→ **YOUR GOAL**: Each line below is to be written out once more, precisely as given.

→ **RECORDS SUPPLIED**:
//! Runtime diagnostics for RustTiltMorse.
//!
//! Every recoverable failure in the pipeline is counted here instead of
//! being surfaced as an error to a caller that cannot act on it: a dropped
//! symbol, an overflowing line, a failed peer write. Counters are plain
//! atomics so interrupt handlers and every task can bump them without locks.
//!
//! # Usage
//!
//! ```ignore
//! static DIAGNOSTICS: Diagnostics = Diagnostics::new();
//!
//! // In the sampler, when the symbol queue stays full:
//! DIAGNOSTICS.record(Counter::SymbolsDropped);
//!
//! // From the console:
//! let snap = DIAGNOSTICS.snapshot();
//! ```

use core::sync::atomic::{AtomicU32, Ordering};

/// What went wrong.
#[derive(Clone, Copy, Debug, PartialEq, Eq)]
#[repr(u8)]
pub enum Counter {
    /// Symbol discarded because the symbol queue stayed full.
    SymbolsDropped = 0,
    /// Sensor read failed; the sampling period was skipped.
    SensorFaults = 1,
    /// Input line exceeded its buffer and was reset.
    LineOverflows = 2,
    /// Word or codec output exceeded its buffer and was reset.
    WordOverflows = 3,
    /// Render job discarded because the renderer was busy.
    RenderDrops = 4,
    /// Peer write failed; the word was lost.
    PeerTxFailures = 5,
    /// Input line carried invalid UTF-8; the bad bytes were replaced.
    InvalidInput = 6,
}

const COUNTERS: usize = 7;

/// Lock-free failure counters.
pub struct Diagnostics {
    counts: [AtomicU32; COUNTERS],
    /// Symbols successfully enqueued; the denominator for drop rate.
    symbols_sent: AtomicU32,
}

impl Diagnostics {
    /// Create zeroed counters.
    pub const fn new() -> Self {
        Self {
            counts: [const { AtomicU32::new(0) }; COUNTERS],
            symbols_sent: AtomicU32::new(0),
        }
    }

    /// Bump a failure counter.
    #[inline]
    pub fn record(&self, counter: Counter) {
        self.counts[counter as usize].fetch_add(1, Ordering::Relaxed);
    }

    /// Bump the delivered-symbol counter.
    #[inline]
    pub fn record_symbol_sent(&self) {
        self.symbols_sent.fetch_add(1, Ordering::Relaxed);
    }

    /// Current value of one counter.
    #[inline]
    pub fn get(&self, counter: Counter) -> u32 {
        self.counts[counter as usize].load(Ordering::Relaxed)
    }

    /// Zero everything (console `:stats reset`).
    pub fn reset(&self) {
        for count in &self.counts {
            count.store(0, Ordering::Relaxed);
        }
        self.symbols_sent.store(0, Ordering::Relaxed);
    }

    /// Get a snapshot of all counters.
    pub fn snapshot(&self) -> DiagnosticsSnapshot {
        DiagnosticsSnapshot {
            symbols_sent: self.symbols_sent.load(Ordering::Relaxed),
            symbols_dropped: self.get(Counter::SymbolsDropped),
            sensor_faults: self.get(Counter::SensorFaults),
            line_overflows: self.get(Counter::LineOverflows),
            word_overflows: self.get(Counter::WordOverflows),
            render_drops: self.get(Counter::RenderDrops),
            peer_tx_failures: self.get(Counter::PeerTxFailures),
            invalid_input: self.get(Counter::InvalidInput),
        }
    }
}

impl Default for Diagnostics {
    fn default() -> Self {
        Self::new()
    }
}

/// Snapshot of the counters at a point in time.
#[derive(Clone, Copy, Debug, Default, PartialEq, Eq)]
pub struct DiagnosticsSnapshot {
    pub symbols_sent: u32,
    pub symbols_dropped: u32,
    pub sensor_faults: u32,
    pub line_overflows: u32,
    pub word_overflows: u32,
    pub render_drops: u32,
    pub peer_tx_failures: u32,
    pub invalid_input: u32,
}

→ **YOUR SOLUTION**:
//! Runtime diagnostics for RustTiltMorse.
//!
//! Every recoverable failure in the pipeline is counted here instead of
//! being surfaced as an error to a caller that cannot act on it: a dropped
//! symbol, an overflowing line, a failed peer write. Counters are plain
//! atomics so interrupt handlers and every task can bump them without locks.
//!
//! # Usage
//!
//! ```ignore
//! static DIAGNOSTICS: Diagnostics = Diagnostics::new();
//!
//! // In the sampler, when the symbol queue stays full:
//! DIAGNOSTICS.record(Counter::SymbolsDropped);
//!
//! // From the console:
//! let snap = DIAGNOSTICS.snapshot();
//! ```

use core::sync::atomic::{AtomicU32, Ordering};

/// What went wrong.
#[derive(Clone, Copy, Debug, PartialEq, Eq)]
#[repr(u8)]
pub enum Counter {
    /// Symbol discarded because the symbol queue stayed full.
    SymbolsDropped = 0,
    /// Sensor read failed; the sampling period was skipped.
    SensorFaults = 1,
    /// Input line exceeded its buffer and was reset.
    LineOverflows = 2,
    /// Word or codec output exceeded its buffer and was reset.
    WordOverflows = 3,
    /// Render job discarded because the renderer was busy.
    RenderDrops = 4,
    /// Peer write failed; the word was lost.
    PeerTxFailures = 5,
    /// Input line carried invalid UTF-8; the bad bytes were replaced.
    InvalidInput = 6,
}

const COUNTERS: usize = 7;

/// Lock-free failure counters.
pub struct Diagnostics {
    counts: [AtomicU32; COUNTERS],
    /// Symbols successfully enqueued; the denominator for drop rate.
    symbols_sent: AtomicU32,
}

impl Diagnostics {
    /// Create zeroed counters.
    pub const fn new() -> Self {
        Self {
            counts: [const { AtomicU32::new(0) }; COUNTERS],
            symbols_sent: AtomicU32::new(0),
        }
    }

    /// Bump a failure counter.
    #[inline]
    pub fn record(&self, counter: Counter) {
        self.counts[counter as usize].fetch_add(1, Ordering::Relaxed);
    }

    /// Bump the delivered-symbol counter.
    #[inline]
    pub fn record_symbol_sent(&self) {
        self.symbols_sent.fetch_add(1, Ordering::Relaxed);
    }

    /// Current value of one counter.
    #[inline]
    pub fn get(&self, counter: Counter) -> u32 {
        self.counts[counter as usize].load(Ordering::Relaxed)
    }

    /// Zero everything (console `:stats reset`).
    pub fn reset(&self) {
        for count in &self.counts {
            count.store(0, Ordering::Relaxed);
        }
        self.symbols_sent.store(0, Ordering::Relaxed);
    }

    /// Get a snapshot of all counters.
    pub fn snapshot(&self) -> DiagnosticsSnapshot {
        DiagnosticsSnapshot {
            symbols_sent: self.symbols_sent.load(Ordering::Relaxed),
            symbols_dropped: self.get(Counter::SymbolsDropped),
            sensor_faults: self.get(Counter::SensorFaults),
            line_overflows: self.get(Counter::LineOverflows),
            word_overflows: self.get(Counter::WordOverflows),
            render_drops: self.get(Counter::RenderDrops),
            peer_tx_failures: self.get(Counter::PeerTxFailures),
            invalid_input: self.get(Counter::InvalidInput),
        }
    }
}

impl Default for Diagnostics {
    fn default() -> Self {
        Self::new()
    }
}

/// Snapshot of the counters at a point in time.
#[derive(Clone, Copy, Debug, Default, PartialEq, Eq)]
pub struct DiagnosticsSnapshot {
    pub symbols_sent: u32,
    pub symbols_dropped: u32,
    pub sensor_faults: u32,
    pub line_overflows: u32,
    pub word_overflows: u32,
    pub render_drops: u32,
    pub peer_tx_failures: u32,
    pub invalid_input: u32,
}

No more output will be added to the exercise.